◆ ASSIGNED TASK
Search the entries for the word "Result". Copy every line where it turns up.

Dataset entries
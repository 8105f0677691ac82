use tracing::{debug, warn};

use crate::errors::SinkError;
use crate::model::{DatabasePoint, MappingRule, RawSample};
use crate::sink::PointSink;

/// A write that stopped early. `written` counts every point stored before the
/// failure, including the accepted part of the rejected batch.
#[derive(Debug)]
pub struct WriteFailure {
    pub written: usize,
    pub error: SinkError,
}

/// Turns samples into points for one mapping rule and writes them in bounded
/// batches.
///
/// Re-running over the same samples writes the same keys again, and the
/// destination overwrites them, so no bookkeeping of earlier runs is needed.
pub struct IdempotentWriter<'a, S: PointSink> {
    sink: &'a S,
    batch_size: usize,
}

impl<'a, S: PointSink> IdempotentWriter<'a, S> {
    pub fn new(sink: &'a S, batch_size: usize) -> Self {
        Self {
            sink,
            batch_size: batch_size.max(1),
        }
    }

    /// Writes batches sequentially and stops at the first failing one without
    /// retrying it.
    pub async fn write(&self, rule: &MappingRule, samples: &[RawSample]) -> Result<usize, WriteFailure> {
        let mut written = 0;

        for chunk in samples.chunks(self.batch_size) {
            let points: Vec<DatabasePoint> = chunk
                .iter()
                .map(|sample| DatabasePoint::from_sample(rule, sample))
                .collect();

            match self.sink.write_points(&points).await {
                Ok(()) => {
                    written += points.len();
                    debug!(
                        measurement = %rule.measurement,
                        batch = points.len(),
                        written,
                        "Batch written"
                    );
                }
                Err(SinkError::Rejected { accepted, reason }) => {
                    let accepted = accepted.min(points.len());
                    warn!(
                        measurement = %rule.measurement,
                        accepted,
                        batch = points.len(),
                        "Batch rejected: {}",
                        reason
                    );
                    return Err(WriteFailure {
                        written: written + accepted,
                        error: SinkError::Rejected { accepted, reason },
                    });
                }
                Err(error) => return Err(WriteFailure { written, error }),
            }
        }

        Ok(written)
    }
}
==
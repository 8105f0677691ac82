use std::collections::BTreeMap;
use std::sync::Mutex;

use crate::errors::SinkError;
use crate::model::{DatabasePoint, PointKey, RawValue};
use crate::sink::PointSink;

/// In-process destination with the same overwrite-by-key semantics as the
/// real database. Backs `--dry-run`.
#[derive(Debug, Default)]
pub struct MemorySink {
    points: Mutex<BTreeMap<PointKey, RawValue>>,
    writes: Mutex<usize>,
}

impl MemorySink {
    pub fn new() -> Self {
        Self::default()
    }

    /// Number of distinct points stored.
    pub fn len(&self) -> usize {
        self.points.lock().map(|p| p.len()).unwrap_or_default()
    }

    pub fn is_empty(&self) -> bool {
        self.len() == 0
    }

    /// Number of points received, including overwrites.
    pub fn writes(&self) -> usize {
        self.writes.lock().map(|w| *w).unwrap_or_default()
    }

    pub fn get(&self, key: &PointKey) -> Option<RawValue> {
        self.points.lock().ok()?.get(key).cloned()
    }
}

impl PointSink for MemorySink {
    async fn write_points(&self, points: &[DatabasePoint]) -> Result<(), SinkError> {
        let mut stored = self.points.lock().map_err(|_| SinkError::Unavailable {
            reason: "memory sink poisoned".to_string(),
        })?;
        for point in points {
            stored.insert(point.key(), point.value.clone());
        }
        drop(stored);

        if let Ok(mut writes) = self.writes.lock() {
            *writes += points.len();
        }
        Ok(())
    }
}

◆ COMPLETED TASK
    pub async fn write(&self, rule: &MappingRule, samples: &[RawSample]) -> Result<usize, WriteFailure> {
    async fn write_points(&self, points: &[DatabasePoint]) -> Result<(), SinkError> {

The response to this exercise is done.